Recently, Brandon Greene, a 2012 OT from GA and Bama commit, said that North Carolina along with South Carolina and Auburn have been coming after him pretty hard on the recruiting trail despite his commitment.  The author of the writeup characterized it as negative recruiting.  I don't know if I would go that far, but he is a verbal commitment of Bama and UNC is still in pursuit.  Apparently, the collective schools are questioning the size of Green's role/playing time and how he is going to fit into the game plan of Bama. 

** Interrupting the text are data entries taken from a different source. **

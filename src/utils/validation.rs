//! Centralized validation and helper functions.

use std::collections::{HashMap, HashSet};

use crate::core::asv::Asv;

/// Maximum number of ASVs accepted from a single table
pub const MAX_ASVS: usize = 1_000_000;

/// Maximum number of sample columns accepted from a single table
pub const MAX_SAMPLES: usize = 10_000;

/// Maximum reads accepted for one sample, summed over its ASVs
pub const MAX_READS_PER_SAMPLE: u64 = 10_000_000;

/// Validation error types for caller-supplied input
#[derive(Debug, thiserror::Error, PartialEq)]
pub enum ValidationError {
    #[error("ASV at position {0} has an empty id")]
    EmptyAsvId(usize),
    #[error("Duplicate ASV id '{0}'")]
    DuplicateAsvId(String),
    #[error("ASV '{asv_id}' has a sequence with non-nucleotide character '{character}'")]
    InvalidSequence { asv_id: String, character: char },
    #[error("ASV '{asv_id}' has a negative read count ({value}) for sample '{sample}'")]
    NegativeCount {
        asv_id: String,
        sample: String,
        value: i64,
    },
    #[error("ASV '{asv_id}' has an unparseable read count '{value}' for sample '{sample}'")]
    InvalidCount {
        asv_id: String,
        sample: String,
        value: String,
    },
    #[error(
        "Sample '{sample}' has {total} reads, exceeding the maximum allowed ({})",
        MAX_READS_PER_SAMPLE
    )]
    TooManyReads { sample: String, total: u64 },
    #[error("Option '{name}' is out of range: {value} (expected {expected})")]
    OutOfRange {
        name: &'static str,
        value: String,
        expected: &'static str,
    },
}

/// Check if a character is an IUPAC nucleotide code (case-insensitive).
///
/// # Examples
///
/// ```
/// use edna_core::utils::validation::is_nucleotide;
///
/// assert!(is_nucleotide('a'));
/// assert!(is_nucleotide('N'));
/// assert!(!is_nucleotide('X'));
/// ```
#[must_use]
pub fn is_nucleotide(c: char) -> bool {
    matches!(
        c.to_ascii_uppercase(),
        'A' | 'C'
            | 'G'
            | 'T'
            | 'U'
            | 'R'
            | 'Y'
            | 'S'
            | 'W'
            | 'K'
            | 'M'
            | 'B'
            | 'D'
            | 'H'
            | 'V'
            | 'N'
            | '-'
    )
}

/// Uppercase a sequence and strip surrounding whitespace
#[must_use]
pub fn normalize_sequence(sequence: &str) -> String {
    sequence.trim().to_ascii_uppercase()
}

/// Check if adding another ASV would exceed the maximum allowed.
///
/// Call this with the current count BEFORE adding a new ASV.
/// Returns an error message if adding would exceed the limit, None if safe to add.
#[must_use]
pub fn check_asv_limit(count: usize) -> Option<String> {
    if count >= MAX_ASVS {
        Some(format!(
            "Too many ASVs: adding another would exceed maximum of {MAX_ASVS}"
        ))
    } else {
        None
    }
}

/// Validate ASVs handed over by the clustering step.
///
/// Empty sequences and empty abundance maps are accepted; they yield
/// zero-valued results downstream.
///
/// # Errors
///
/// Returns `ValidationError::EmptyAsvId` for blank ids,
/// `ValidationError::DuplicateAsvId` when an id repeats,
/// `ValidationError::InvalidSequence` for non-IUPAC characters, or
/// `ValidationError::TooManyReads` when a sample sums past
/// [`MAX_READS_PER_SAMPLE`].
pub fn validate_asvs(asvs: &[Asv]) -> Result<(), ValidationError> {
    let mut seen: HashSet<&str> = HashSet::with_capacity(asvs.len());
    let mut totals: HashMap<&str, u64> = HashMap::new();

    for (i, asv) in asvs.iter().enumerate() {
        if asv.id.trim().is_empty() {
            return Err(ValidationError::EmptyAsvId(i));
        }
        if !seen.insert(asv.id.as_str()) {
            return Err(ValidationError::DuplicateAsvId(asv.id.clone()));
        }
        if let Some(character) = asv.representative_sequence.chars().find(|&c| !is_nucleotide(c))
        {
            return Err(ValidationError::InvalidSequence {
                asv_id: asv.id.clone(),
                character,
            });
        }
        for (sample, &count) in &asv.abundance {
            let total = totals.entry(sample.as_str()).or_insert(0);
            *total = total.saturating_add(count);
            if *total > MAX_READS_PER_SAMPLE {
                return Err(ValidationError::TooManyReads {
                    sample: sample.clone(),
                    total: *total,
                });
            }
        }
    }

    Ok(())
}

/// Parse a read count from a table cell.
///
/// # Errors
///
/// Returns `ValidationError::NegativeCount` for values below zero,
/// `ValidationError::TooManyReads` above [`MAX_READS_PER_SAMPLE`], and
/// `ValidationError::InvalidCount` for anything that is not an integer.
pub fn parse_count(asv_id: &str, sample: &str, cell: &str) -> Result<u64, ValidationError> {
    let cell = cell.trim();
    if cell.is_empty() {
        return Ok(0);
    }

    match cell.parse::<i64>() {
        Ok(value) if value < 0 => Err(ValidationError::NegativeCount {
            asv_id: asv_id.to_string(),
            sample: sample.to_string(),
            value,
        }),
        Ok(value) if value.unsigned_abs() > MAX_READS_PER_SAMPLE => {
            Err(ValidationError::TooManyReads {
                sample: sample.to_string(),
                total: value.unsigned_abs(),
            })
        }
        Ok(value) => Ok(value.unsigned_abs()),
        Err(_) => Err(ValidationError::InvalidCount {
            asv_id: asv_id.to_string(),
            sample: sample.to_string(),
            value: cell.to_string(),
        }),
    }
}

/// Require `value` to lie in [0, 1].
///
/// # Errors
///
/// Returns `ValidationError::OutOfRange` otherwise (including NaN).
pub fn validate_fraction(name: &'static str, value: f64) -> Result<f64, ValidationError> {
    if (0.0..=1.0).contains(&value) {
        Ok(value)
    } else {
        Err(ValidationError::OutOfRange {
            name,
            value: value.to_string(),
            expected: "a fraction between 0 and 1",
        })
    }
}

/// Require a positive count.
///
/// # Errors
///
/// Returns `ValidationError::OutOfRange` when `value` is 0.
pub fn validate_positive(name: &'static str, value: usize) -> Result<usize, ValidationError> {
    if value == 0 {
        Err(ValidationError::OutOfRange {
            name,
            value: value.to_string(),
            expected: "at least 1",
        })
    } else {
        Ok(value)
    }
}

#[cfg(test)]
mod tests {
    use super::*;

    #[test]
    fn test_normalize_sequence() {
        assert_eq!(normalize_sequence("  acgtn\n"), "ACGTN");
    }

    #[test]
    fn test_check_asv_limit() {
        assert!(check_asv_limit(0).is_none());
        assert!(check_asv_limit(MAX_ASVS - 1).is_none());
        assert!(check_asv_limit(MAX_ASVS).is_some());
    }

    #[test]
    fn test_validate_asvs_accepts_empty_sequence() {
        let asvs = vec![Asv::new("ASV_1", ""), Asv::new("ASV_2", "acgtRYN")];
        assert!(validate_asvs(&asvs).is_ok());
    }

    #[test]
    fn test_validate_asvs_rejects_bad_input() {
        let duplicate = vec![Asv::new("ASV_1", "ACGT"), Asv::new("ASV_1", "ACGA")];
        assert_eq!(
            validate_asvs(&duplicate),
            Err(ValidationError::DuplicateAsvId("ASV_1".to_string()))
        );

        let blank = vec![Asv::new("  ", "ACGT")];
        assert_eq!(validate_asvs(&blank), Err(ValidationError::EmptyAsvId(0)));

        let invalid = vec![Asv::new("ASV_1", "ACGTXACGT")];
        assert!(matches!(
            validate_asvs(&invalid),
            Err(ValidationError::InvalidSequence { character: 'X', .. })
        ));
    }

    #[test]
    fn test_parse_count() {
        assert_eq!(parse_count("A", "S1", "42"), Ok(42));
        assert_eq!(parse_count("A", "S1", ""), Ok(0));
        assert!(matches!(
            parse_count("A", "S1", "-3"),
            Err(ValidationError::NegativeCount { value: -3, .. })
        ));
        assert!(matches!(
            parse_count("A", "S1", "1.5"),
            Err(ValidationError::InvalidCount { .. })
        ));
    }

    #[test]
    fn test_parse_count_rejects_huge_counts() {
        assert_eq!(
            parse_count("A", "S1", &MAX_READS_PER_SAMPLE.to_string()),
            Ok(MAX_READS_PER_SAMPLE)
        );
        assert_eq!(
            parse_count("A", "S1", "9223372036854775807"),
            Err(ValidationError::TooManyReads {
                sample: "S1".to_string(),
                total: 9_223_372_036_854_775_807,
            })
        );
    }

    #[test]
    fn test_validate_asvs_bounds_sample_totals() {
        let half = MAX_READS_PER_SAMPLE / 2;
        let at_limit = vec![
            Asv::new("ASV_1", "ACGT").with_count("S1", half),
            Asv::new("ASV_2", "ACGA").with_count("S1", MAX_READS_PER_SAMPLE - half),
            Asv::new("ASV_3", "ACGG").with_count("S2", half),
        ];
        assert!(validate_asvs(&at_limit).is_ok());

        let over = vec![
            Asv::new("ASV_1", "ACGT").with_count("S1", u64::MAX),
            Asv::new("ASV_2", "ACGA").with_count("S1", u64::MAX),
        ];
        assert_eq!(
            validate_asvs(&over),
            Err(ValidationError::TooManyReads {
                sample: "S1".to_string(),
                total: u64::MAX,
            })
        );

        let summed = vec![
            Asv::new("ASV_1", "ACGT").with_count("S1", half),
            Asv::new("ASV_2", "ACGA").with_count("S1", half),
            Asv::new("ASV_3", "ACGG").with_count("S1", 1),
        ];
        assert!(matches!(
            validate_asvs(&summed),
            Err(ValidationError::TooManyReads { .. })
        ));
    }

    #[test]
    fn test_validate_fraction() {
        assert_eq!(validate_fraction("min_identity", 0.8), Ok(0.8));
        assert!(validate_fraction("min_identity", 1.2).is_err());
        assert!(validate_fraction("min_identity", f64::NAN).is_err());
        assert!(validate_positive("steps", 0).is_err());
        assert_eq!(validate_positive("steps", 20), Ok(20));
    }
}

Would you define this a scrupulous behavior?  I am a lawyer, so my answer is, it depends.  In case you didn't know, lawyers never give you straight answers because that is how we make our money.  I don't think there is anything wrong with staying in contact with a recruit that you have an open dialogue with.  If his commitment was that firm (which its not as he almost reopened it), he would not take or return the calls or messages.  My point, however, is that I believe schools try to engage in behavior that is in accordance with the expectations of its fan base.  In the SEC, a win-at-all-costs mentality persists and it is embraced by those fans.  I have SEC friends that literally told me that a recruiting coordinator should be fired if he didn't create a binder.  At Carolina, we would prefer to think that the value of the education, the quality of student life, and our coaching staff's history of success with player development are sufficient selling points for the coaches to work with.  At Rutgers, I have to assume they have a similar belief and, for the most part, they may well be correct.  However, don't be naive.  Recruiting can be an ugly business, especially for a coach mired in a 4-9 season.  Just because you expect better, doesn't mean it is the reality. 

Also, I would like to address this idea of an axe to grind with Rutgers.  You can consider the last post an expression of frustration.  The NCAA cloud has been hanging over Chapel Hill for almost a year, but the crepuscular rays are filtering through.  I can't imagine there will be a renewal of the home-and-home series after the binder incident.  I don't have any inside information, just a feeling that Butch's attitude toward Schiano has changed after watching a post-signing day presser with Coach Davis. Therefore, the only thing of significance with Rutgers for UNC football is the recruiting battles.  With Coach Mo recruiting New Jersey, we will be in the mix for several guys year in and year out.  While we will loose more than we will win (that is the nature of the beast when you go into someone's back yard), we will win enough to irritate the Rutgers' staff.  Until Rutgers establishes a presence in NC that is more their problem than ours.  The frustration of the previous post flows from the sea of misinformation pedaled by the media and our exposure to that misinformation.  It flooded the Tar Heel Nation, gave the fans of neighbor schools ammunition to needle us in our offices, and opposing staffs material to create doubt in the minds of recruits.  All of this while we watched an admirable 8-5 season with the thought of "what could have been" in the back of our minds.

When you have three schools in such close proximity, the media pushes ink by attacking whatever school is showing weakness at the moment.  After this past year, the most important thing I have learned is to read the news skeptically and investigate the facts for yourself.  It was very disappointing to see some of the things being reported as fact by reputable newspapers and media outlets.  Having never been alive during an NCAA investigation at a school I cared about, I always took what the media said as fact.  I will never again make that mistake.  While I have come to expect the nasty of negative from NCSU and VT as well as their fans, Rutgers just took the ultimate advantage by gathering all that misinformation in one binder and giving it to prospective recruits and I, honestly, didn't expect that from Schiano.  In adversity, you find the truth.

Besides, if there is an axe to grind, there is always September 10.